(Stored items)
◆ ◆ ◆

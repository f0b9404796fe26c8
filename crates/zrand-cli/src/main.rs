//! zrand: generate passwords and tokens from composable recipes
//!
//! Commands:
//!   generate [--recipe NAME] [--count N]  - print generated values
//!   inspect [--recipe NAME]               - show the buffer requirements of a recipe
//!   recipes                               - list built-in and configured recipes
//!   config show                           - display current configuration

mod config;

use anyhow::{Context, Result};
use clap::{Parser, Subcommand, ValueEnum};
use std::io::Write;
use std::path::{Path, PathBuf};
use tracing::{debug, info};

use config::{load_config, ZrandConfig};
use zrand_core::Recipe;

// ── CLI structure ──────────────────────────────────────────────────────────────

#[derive(Parser, Debug)]
#[command(
    name = "zrand",
    version,
    about = "Generate passwords and tokens from composable recipes"
)]
struct Cli {
    /// Path to zrand.toml configuration file
    #[arg(long, short = 'c', env = "ZRAND_CONFIG", default_value = "zrand.toml")]
    config: PathBuf,

    /// Log level (trace, debug, info, warn, error); overrides the config file
    #[arg(long, env = "ZRAND_LOG")]
    log: Option<String>,

    /// Log format; overrides the config file
    #[arg(long, env = "ZRAND_LOG_FORMAT")]
    log_format: Option<LogFormat>,

    #[command(subcommand)]
    command: Commands,
}

#[derive(Subcommand, Debug)]
enum Commands {
    /// Print generated values, one per line
    Generate {
        /// Recipe name (default: [generate] recipe from the config)
        #[arg(long, short = 'r')]
        recipe: Option<String>,
        /// Number of values (default: [generate] count from the config)
        #[arg(long, short = 'n')]
        count: Option<usize>,
    },

    /// Show the output, scratch, and randomness byte counts of a recipe
    Inspect {
        /// Recipe name (default: [generate] recipe from the config)
        #[arg(long, short = 'r')]
        recipe: Option<String>,
    },

    /// List built-in and configured recipes
    Recipes,

    /// Configuration management
    Config {
        #[command(subcommand)]
        action: ConfigAction,
    },
}

#[derive(Subcommand, Debug)]
enum ConfigAction {
    /// Print the active configuration (merged defaults + config file)
    Show,
}

#[derive(Clone, Debug, ValueEnum)]
enum LogFormat {
    Json,
    Text,
}

// ── Entry point ───────────────────────────────────────────────────────────────

fn main() -> Result<()> {
    let cli = Cli::parse();
    let config = load_config(&cli.config)?;

    let level = cli.log.as_deref().unwrap_or(&config.logging.level);
    let format = match &cli.log_format {
        Some(format) => format.clone(),
        None => LogFormat::from_str(&config.logging.format, true)
            .map_err(|e| anyhow::anyhow!("invalid log format in config: {e}"))?,
    };
    init_logging(level, &format);

    debug!(config = %cli.config.display(), "configuration loaded");

    match cli.command {
        Commands::Generate { recipe, count } => {
            cmd_generate(&config, recipe.as_deref(), count.unwrap_or(config.generate.count))
        }
        Commands::Inspect { recipe } => cmd_inspect(&config, recipe.as_deref()),
        Commands::Recipes => cmd_recipes(&config),
        Commands::Config {
            action: ConfigAction::Show,
        } => cmd_config_show(&config, &cli.config),
    }
}

fn init_logging(level: &str, format: &LogFormat) {
    use tracing_subscriber::{fmt, layer::SubscriberExt, util::SubscriberInitExt, EnvFilter};

    let filter = EnvFilter::try_from_default_env().unwrap_or_else(|_| EnvFilter::new(level));

    // Logs go to stderr; stdout carries only generated values.
    match format {
        LogFormat::Json => {
            tracing_subscriber::registry()
                .with(filter)
                .with(fmt::layer().json().with_writer(std::io::stderr))
                .init();
        }
        LogFormat::Text => {
            tracing_subscriber::registry()
                .with(filter)
                .with(fmt::layer().with_writer(std::io::stderr))
                .init();
        }
    }
}

// ── `zrand generate` ──────────────────────────────────────────────────────────

fn cmd_generate(config: &ZrandConfig, recipe: Option<&str>, count: usize) -> Result<()> {
    let name = recipe.unwrap_or(&config.generate.recipe);
    let op = config.op(name)?;
    info!(recipe = name, count, len = op.output_len(), "generating");

    let stdout = std::io::stdout();
    let mut out = stdout.lock();
    for _ in 0..count {
        let value = zrand_core::build_string(&op)
            .with_context(|| format!("generating from recipe '{name}'"))?;
        out.write_all(&value)?;
        out.write_all(b"\n")?;
    }
    Ok(())
}

// ── `zrand inspect` ───────────────────────────────────────────────────────────

fn cmd_inspect(config: &ZrandConfig, recipe: Option<&str>) -> Result<()> {
    let name = recipe.unwrap_or(&config.generate.recipe);
    let req = config.op(name)?.requirements();

    println!("recipe:      {name}");
    println!("output:      {} bytes", req.output);
    println!("scratch:     {} bytes", req.scratch);
    println!("randomness:  {} bytes", req.randomness);
    Ok(())
}

// ── `zrand recipes` ───────────────────────────────────────────────────────────

fn cmd_recipes(config: &ZrandConfig) -> Result<()> {
    for (name, recipe) in zrand_core::builtins() {
        let origin = if config.recipes.contains_key(name) {
            "built-in, overridden by config"
        } else {
            "built-in"
        };
        println!("{name:<12} {}  ({origin})", describe_len(&recipe));
    }
    for (name, recipe) in &config.recipes {
        println!("{name:<12} {}  (config)", describe_len(recipe));
    }
    Ok(())
}

fn describe_len(recipe: &Recipe) -> String {
    match recipe.to_op() {
        Ok(op) => format!("{:>4} bytes", op.output_len()),
        Err(e) => format!("invalid: {e}"),
    }
}

// ── `zrand config show` ───────────────────────────────────────────────────────

fn cmd_config_show(config: &ZrandConfig, config_path: &Path) -> Result<()> {
    if config_path.exists() {
        println!("# Configuration from: {}", config_path.display());
    } else {
        println!("# Configuration: defaults (no file at {})", config_path.display());
    }
    println!();
    let rendered = toml::to_string_pretty(config).context("serializing config to TOML")?;
    print!("{rendered}");
    Ok(())
}
use thiserror::Error;

pub type ZrandResult<T> = Result<T, ZrandError>;

#[derive(Debug, Error)]
pub enum ZrandError {
    #[error("randomness source failed: {0}")]
    Entropy(#[from] rand::Error),

    #[error("select source is too large: {len} bytes (maximum 256)")]
    SourceTooLarge { len: usize },

    #[error("select cannot draw {size} bytes from an empty source")]
    EmptySource { size: usize },

    #[error("{region} region is {actual} bytes (expected {expected})")]
    RegionMismatch {
        region: Region,
        expected: usize,
        actual: usize,
    },

    #[error("operation requirements overflow usize")]
    SizeOverflow,
}

/// Names one of the three buffers handed to [`crate::Op::generate`].
#[derive(Debug, Clone, Copy, PartialEq, Eq)]
pub enum Region {
    Output,
    Scratch,
    Randomness,
}

impl std::fmt::Display for Region {
    fn fmt(&self, f: &mut std::fmt::Formatter<'_>) -> std::fmt::Result {
        match self {
            Region::Output => f.write_str("output"),
            Region::Scratch => f.write_str("scratch"),
            Region::Randomness => f.write_str("randomness"),
        }
    }
}
//! Build entry points: allocate exact buffers, draw randomness once, generate.

use bstr::BString;
use rand::rngs::OsRng;
use rand::RngCore;
use tracing::{debug, trace};
use zeroize::Zeroizing;

use crate::error::ZrandResult;
use crate::op::Op;

/// Generate bytes from `op` using the operating system's secure RNG.
pub fn build(op: &Op) -> ZrandResult<Vec<u8>> {
    build_with(op, &mut OsRng)
}

/// Generate text from `op` using the operating system's secure RNG.
///
/// The bytes are returned as-is; no encoding validation is performed, so trees
/// that split multi-byte characters still succeed.
pub fn build_string(op: &Op) -> ZrandResult<BString> {
    build_string_with(op, &mut OsRng)
}

/// Generate bytes from `op`, filling the randomness buffer from `rng`.
///
/// The RNG is called at most once, for exactly `op.randomness_len()` bytes, and
/// not at all when the tree needs no randomness. Scratch and randomness are
/// wiped before returning, and no partial output is returned on failure.
pub fn build_with<R: RngCore + ?Sized>(op: &Op, rng: &mut R) -> ZrandResult<Vec<u8>> {
    let req = op.requirements();
    debug!(
        output = req.output,
        scratch = req.scratch,
        randomness = req.randomness,
        "building"
    );

    let mut output = Zeroizing::new(vec![0u8; req.output]);
    let mut scratch = Zeroizing::new(vec![0u8; req.scratch]);
    let mut randomness = Zeroizing::new(vec![0u8; req.randomness]);

    if req.randomness > 0 {
        rng.try_fill_bytes(randomness.as_mut_slice())?;
    }

    op.generate(&mut output, &mut scratch, &randomness)?;
    trace!(len = output.len(), "generated");

    Ok(std::mem::take(&mut *output))
}

pub fn build_string_with<R: RngCore + ?Sized>(op: &Op, rng: &mut R) -> ZrandResult<BString> {
    build_with(op, rng).map(BString::from)
}
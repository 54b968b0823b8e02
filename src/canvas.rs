//! Canvas — an owned 24-bit BGR pixel buffer with rows padded to a 4-byte
//! boundary.
//!
//! Dimensions are signed: a negative height conventionally signals bottom-up
//! row order in the output file, but the in-memory pixel math is identical,
//! so all buffer geometry uses absolute values. The buffer is exactly
//! `row_stride(width) * |height|` bytes for the lifetime of the canvas and
//! is owned exclusively — the rasterizer mutates it in place, the encoder
//! reads it, nothing aliases it.

use log::debug;

use crate::basics::row_stride;
use crate::bmp::PIXEL_DATA_OFFSET;
use crate::color::Rgb8;
use crate::error::{Error, Result};

pub struct Canvas {
    width: i32,
    height: i32,
    stride: usize,
    data: Vec<u8>,
}

impl Canvas {
    /// Allocate a zeroed canvas of `width` × `height` pixels.
    ///
    /// Returns [`Error::InvalidArgument`] when the buffer size overflows
    /// `usize` or the 32-bit size fields of the bitmap headers, and
    /// [`Error::Allocation`] when the memory cannot be obtained.
    pub fn new(width: i32, height: i32) -> Result<Self> {
        let stride = row_stride(width);
        let size = stride
            .checked_mul(height.unsigned_abs() as usize)
            .ok_or(Error::InvalidArgument("canvas buffer size overflows usize"))?;
        if size > (u32::MAX as usize) - PIXEL_DATA_OFFSET as usize {
            return Err(Error::InvalidArgument(
                "canvas too large for the bitmap's 32-bit size fields",
            ));
        }

        let mut data = Vec::new();
        data.try_reserve_exact(size)
            .map_err(|source| Error::Allocation {
                requested: size,
                source,
            })?;
        data.resize(size, 0);

        debug!(
            "allocated {}x{} canvas, stride {} ({} bytes)",
            width, height, stride, size
        );
        Ok(Self {
            width,
            height,
            stride,
            data,
        })
    }

    pub fn width(&self) -> i32 {
        self.width
    }

    pub fn height(&self) -> i32 {
        self.height
    }

    pub fn width_abs(&self) -> u32 {
        self.width.unsigned_abs()
    }

    pub fn height_abs(&self) -> u32 {
        self.height.unsigned_abs()
    }

    /// Bytes per row, including end-of-row padding.
    pub fn stride(&self) -> usize {
        self.stride
    }

    /// The raw padded pixel rows (B,G,R per pixel), as the encoder dumps them.
    pub fn data(&self) -> &[u8] {
        &self.data
    }

    /// Fill the whole canvas with one color.
    ///
    /// Writes row 0 pixel by pixel, then duplicates it into every remaining
    /// row with a bulk copy.
    pub fn clear(&mut self, c: Rgb8) {
        for x in 0..self.width_abs() as usize {
            let off = x * 3;
            self.data[off] = c.b;
            self.data[off + 1] = c.g;
            self.data[off + 2] = c.r;
        }
        let stride = self.stride;
        for y in 1..self.height_abs() as usize {
            self.data.copy_within(0..stride, y * stride);
        }
    }

    /// Write one pixel, ignoring out-of-range coordinates.
    ///
    /// Clipping instead of failing is deliberate: partial visibility of a
    /// shape is expected behavior, not an error.
    pub fn set_pixel(&mut self, x: i32, y: i32, c: Rgb8) {
        if x < 0 || y < 0 {
            return;
        }
        if (x as u32) >= self.width_abs() || (y as u32) >= self.height_abs() {
            return;
        }
        unsafe { self.set_pixel_unchecked(x as usize, y as usize, c) }
    }

    /// Write one pixel without bounds checking.
    ///
    /// Fast path for the rasterizer's span fill, which clamps its ranges
    /// before entering the inner loop.
    ///
    /// # Safety
    /// `x` must be in `[0, |width|)` and `y` in `[0, |height|)`.
    #[inline]
    pub unsafe fn set_pixel_unchecked(&mut self, x: usize, y: usize, c: Rgb8) {
        let off = y * self.stride + x * 3;
        *self.data.get_unchecked_mut(off) = c.b;
        *self.data.get_unchecked_mut(off + 1) = c.g;
        *self.data.get_unchecked_mut(off + 2) = c.r;
    }

    /// Read one pixel.
    ///
    /// Panics when `x` or `y` is out of bounds.
    pub fn pixel(&self, x: u32, y: u32) -> Rgb8 {
        assert!(
            x < self.width_abs() && y < self.height_abs(),
            "pixel ({}, {}) out of bounds ({}x{})",
            x,
            y,
            self.width_abs(),
            self.height_abs()
        );
        let off = y as usize * self.stride + x as usize * 3;
        Rgb8::new(self.data[off + 2], self.data[off + 1], self.data[off])
    }
}

// ============================================================================
// Tests
// ============================================================================
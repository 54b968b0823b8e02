//! Scanline triangle rasterizer with Gouraud shading.
//!
//! The triangle is scanned top to bottom between its lowest and highest y.
//! The long edge (top vertex to bottom vertex) always supplies the right
//! boundary candidate; the two short edges supply the left one, switching
//! from the upper to the lower short edge at the middle vertex. Each
//! boundary carries an interpolated (x, r, g, b) tuple, and the span between
//! the boundaries is filled with a per-unit-x color ramp.

use log::trace;

use crate::basics::iround;
use crate::canvas::Canvas;
use crate::color::Rgb8;
use crate::triangle::{Triangle, Vertex};

// ============================================================================
// EdgeCalc — per-edge interpolation state
// ============================================================================

/// Per-unit-y steps of (x, r, g, b) along one triangle edge, anchored at the
/// edge's upper vertex.
///
/// When both endpoints share a scanline the steps stay zero and the boundary
/// evaluates to the anchor vertex itself — a guarded branch, never a
/// division by zero.
#[derive(Debug, Clone, Copy)]
struct EdgeCalc {
    origin: Vertex,
    dx: f64,
    dr: f64,
    dg: f64,
    db: f64,
}

impl EdgeCalc {
    fn new(top: Vertex, bottom: Vertex) -> Self {
        let mut e = Self {
            origin: top,
            dx: 0.0,
            dr: 0.0,
            dg: 0.0,
            db: 0.0,
        };
        if top.y != bottom.y {
            let dy = (bottom.y - top.y) as f64;
            e.dx = (bottom.x - top.x) as f64 / dy;
            e.dr = (bottom.color.r as f64 - top.color.r as f64) / dy;
            e.dg = (bottom.color.g as f64 - top.color.g as f64) / dy;
            e.db = (bottom.color.b as f64 - top.color.b as f64) / dy;
        }
        e
    }

    /// Evaluate the boundary at scanline `y`, rounding half away from zero.
    fn calc(&self, y: i32) -> Boundary {
        let t = (y - self.origin.y) as f64;
        Boundary {
            x: iround(self.origin.x as f64 + t * self.dx),
            r: iround(self.origin.color.r as f64 + t * self.dr),
            g: iround(self.origin.color.g as f64 + t * self.dg),
            b: iround(self.origin.color.b as f64 + t * self.db),
        }
    }
}

/// One evaluated span boundary: position and color at a given scanline.
#[derive(Debug, Clone, Copy)]
struct Boundary {
    x: i32,
    r: i32,
    g: i32,
    b: i32,
}

// ============================================================================
// Triangle fill
// ============================================================================

/// Fill `triangle` into `canvas` with Gouraud-shaded spans.
///
/// The scan range and every span are clamped to the canvas rectangle, so a
/// triangle partially or entirely outside produces exactly the visible
/// pixels and nothing else. Degenerate triangles (coincident vertices, zero
/// height or width) reduce to single-pixel or empty spans.
pub fn render_triangle(canvas: &mut Canvas, triangle: &Triangle) {
    let [v0, v1, v2] = triangle.arrange_vertices();

    let upper_left = EdgeCalc::new(v0, v1);
    let long_edge = EdgeCalc::new(v0, v2);
    let lower_left = EdgeCalc::new(v1, v2);

    let min_y = v0.y.max(0);
    let max_y = v2.y.min(canvas.height_abs() as i32 - 1);
    let max_x_bound = canvas.width_abs() as i32 - 1;
    trace!(
        "triangle y {}..={} clamped to {}..={}",
        v0.y,
        v2.y,
        min_y,
        max_y
    );

    for y in min_y..=max_y {
        let mut left = if y < v1.y {
            upper_left.calc(y)
        } else {
            lower_left.calc(y)
        };
        let mut right = long_edge.calc(y);
        // Rounding near shared-y vertices can invert the boundary order.
        if left.x > right.x {
            std::mem::swap(&mut left, &mut right);
        }

        let mut sr = 0.0;
        let mut sg = 0.0;
        let mut sb = 0.0;
        if left.x != right.x {
            let dx = (right.x - left.x) as f64;
            sr = (right.r - left.r) as f64 / dx;
            sg = (right.g - left.g) as f64 / dx;
            sb = (right.b - left.b) as f64 / dx;
        }

        let min_x = left.x.max(0);
        let max_x = right.x.min(max_x_bound);
        for x in min_x..=max_x {
            let t = (x - left.x) as f64;
            let c = Rgb8::new(
                iround(left.r as f64 + t * sr) as u8,
                iround(left.g as f64 + t * sg) as u8,
                iround(left.b as f64 + t * sb) as u8,
            );
            // The span is clamped to the canvas, so the write is in bounds.
            unsafe { canvas.set_pixel_unchecked(x as usize, y as usize, c) };
        }
    }
}

// ============================================================================
// Tests
// ============================================================================

#[cfg(test)]
mod tests {
    use super::*;

    const RED: Rgb8 = Rgb8::new(255, 0, 0);
    const BLUE: Rgb8 = Rgb8::new(0, 0, 255);

    fn white_canvas(w: i32, h: i32) -> Canvas {
        let mut c = Canvas::new(w, h).unwrap();
        c.clear(Rgb8::WHITE);
        c
    }

    fn count_non_white(c: &Canvas) -> usize {
        let mut n = 0;
        for y in 0..c.height_abs() {
            for x in 0..c.width_abs() {
                if c.pixel(x, y) != Rgb8::WHITE {
                    n += 1;
                }
            }
        }
        n
    }

    #[test]
    fn test_coincident_vertices_write_single_pixel() {
        let mut canvas = white_canvas(10, 10);
        let v = Vertex::new(4, 6, Rgb8::new(12, 34, 56));
        render_triangle(&mut canvas, &Triangle::new(v, v, v));
        assert_eq!(count_non_white(&canvas), 1);
        assert_eq!(canvas.pixel(4, 6), v.color);
    }

    #[test]
    fn test_coincident_vertices_off_canvas_write_nothing() {
        let mut canvas = white_canvas(10, 10);
        let v = Vertex::new(-3, -3, RED);
        render_triangle(&mut canvas, &Triangle::new(v, v, v));
        assert_eq!(count_non_white(&canvas), 0);
    }

    #[test]
    fn test_common_y_fills_one_row_with_exact_endpoints() {
        let mut canvas = white_canvas(10, 10);
        let tri = Triangle::new(
            Vertex::new(2, 5, RED),
            Vertex::new(7, 5, BLUE),
            Vertex::new(4, 5, Rgb8::new(10, 20, 30)),
        );
        render_triangle(&mut canvas, &tri);

        // Only row 5 is touched, from x=2 to x=7.
        for x in 2..=7 {
            assert_ne!(canvas.pixel(x, 5), Rgb8::WHITE, "x {}", x);
        }
        assert_eq!(count_non_white(&canvas), 6);
        // Endpoint pixels carry their vertex colors with no rounding drift.
        assert_eq!(canvas.pixel(2, 5), RED);
        assert_eq!(canvas.pixel(7, 5), BLUE);
    }

    #[test]
    fn test_triangle_entirely_outside_leaves_canvas_unchanged() {
        let mut canvas = white_canvas(10, 10);
        let before = canvas.data().to_vec();

        // Below, above, left of, and right of the canvas.
        let far = [
            [(20, 20), (30, 25), (25, 30)],
            [(0, -20), (5, -15), (-3, -10)],
            [(-20, 0), (-15, 5), (-10, 3)],
            [(12, 0), (15, 5), (20, 3)],
        ];
        for tri in far {
            let [a, b, c] = tri.map(|(x, y)| Vertex::new(x, y, RED));
            render_triangle(&mut canvas, &Triangle::new(a, b, c));
        }
        assert_eq!(canvas.data(), &before[..]);
    }

    #[test]
    fn test_solid_color_triangle_scenario() {
        // Canvas 10x10 cleared white, right triangle (1,1)-(1,8)-(8,1)
        // filled red: the right-angle corner is red, the far corner stays
        // white.
        let mut canvas = white_canvas(10, 10);
        let tri = Triangle::new(
            Vertex::new(1, 1, RED),
            Vertex::new(1, 8, RED),
            Vertex::new(8, 1, RED),
        );
        render_triangle(&mut canvas, &tri);
        assert_eq!(canvas.pixel(1, 1), RED);
        assert_eq!(canvas.pixel(9, 9), Rgb8::WHITE);
        // The hypotenuse endpoints are inside the fill too.
        assert_eq!(canvas.pixel(8, 1), RED);
        assert_eq!(canvas.pixel(1, 8), RED);
    }

    #[test]
    fn test_vertex_colors_exact_at_vertices() {
        let mut canvas = white_canvas(20, 20);
        let tri = Triangle::new(
            Vertex::new(2, 2, RED),
            Vertex::new(17, 3, Rgb8::new(0, 255, 0)),
            Vertex::new(9, 17, BLUE),
        );
        render_triangle(&mut canvas, &tri);
        assert_eq!(canvas.pixel(2, 2), RED);
        assert_eq!(canvas.pixel(9, 17), BLUE);
    }

    #[test]
    fn test_midpoint_interpolation_rounds_half_away_from_zero() {
        // Long edge from black at y=0 to white at y=10: the exact midpoint
        // channel value is 127.5, which must round to 128, not floor to 127.
        let mut canvas = white_canvas(12, 12);
        let tri = Triangle::new(
            Vertex::new(0, 0, Rgb8::BLACK),
            Vertex::new(5, 5, Rgb8::new(10, 20, 30)),
            Vertex::new(0, 10, Rgb8::WHITE),
        );
        render_triangle(&mut canvas, &tri);
        assert_eq!(canvas.pixel(0, 5), Rgb8::new(128, 128, 128));
    }

    #[test]
    fn test_partially_clipped_triangle_fills_visible_part() {
        // Spans reaching left of x=0 are clamped, and the colors written at
        // x=0 are the interpolated values for x=0, not the boundary color.
        let mut canvas = white_canvas(8, 8);
        let tri = Triangle::new(
            Vertex::new(-5, 0, RED),
            Vertex::new(4, 0, RED),
            Vertex::new(-5, 7, RED),
        );
        render_triangle(&mut canvas, &tri);
        assert_eq!(canvas.pixel(0, 0), RED);
        assert_eq!(canvas.pixel(4, 0), RED);
        assert_eq!(canvas.pixel(7, 7), Rgb8::WHITE);
    }

    #[test]
    fn test_horizontal_gradient_endpoints() {
        // Single row from red at x=0 to blue at x=5: both ends exact,
        // middle strictly between.
        let mut canvas = white_canvas(6, 1);
        let tri = Triangle::new(
            Vertex::new(0, 0, RED),
            Vertex::new(5, 0, BLUE),
            Vertex::new(3, 0, Rgb8::new(128, 128, 128)),
        );
        render_triangle(&mut canvas, &tri);
        assert_eq!(canvas.pixel(0, 0), RED);
        assert_eq!(canvas.pixel(5, 0), BLUE);
        let mid = canvas.pixel(2, 0);
        assert!(mid.r < 255 && mid.b < 255);
    }

    #[test]
    fn test_degenerate_vertical_line_triangle() {
        let mut canvas = white_canvas(10, 10);
        let tri = Triangle::new(
            Vertex::new(4, 2, RED),
            Vertex::new(4, 5, RED),
            Vertex::new(4, 8, RED),
        );
        render_triangle(&mut canvas, &tri);
        for y in 2..=8 {
            assert_eq!(canvas.pixel(4, y), RED, "y {}", y);
        }
        assert_eq!(count_non_white(&canvas), 7);
    }

    #[test]
    fn test_zero_sized_canvas_is_a_no_op() {
        let mut canvas = Canvas::new(0, 0).unwrap();
        let tri = Triangle::new(
            Vertex::new(0, 0, RED),
            Vertex::new(5, 0, RED),
            Vertex::new(0, 5, RED),
        );
        render_triangle(&mut canvas, &tri);
        assert!(canvas.data().is_empty());
    }
}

◆ ◆ ◆

### ASSIGNED TASK
The output should be exactly the lines above from the line containing "filename src/canvas.rs" to the line containing "the canvas and", inclusive, with no other lines.

### RESPONSE
filename src/canvas.rs
//! Canvas — an owned 24-bit BGR pixel buffer with rows padded to a 4-byte
//! boundary.
//!
//! Dimensions are signed: a negative height conventionally signals bottom-up
//! row order in the output file, but the in-memory pixel math is identical,
//! so all buffer geometry uses absolute values. The buffer is exactly
//! `row_stride(width) * |height|` bytes for the lifetime of the canvas and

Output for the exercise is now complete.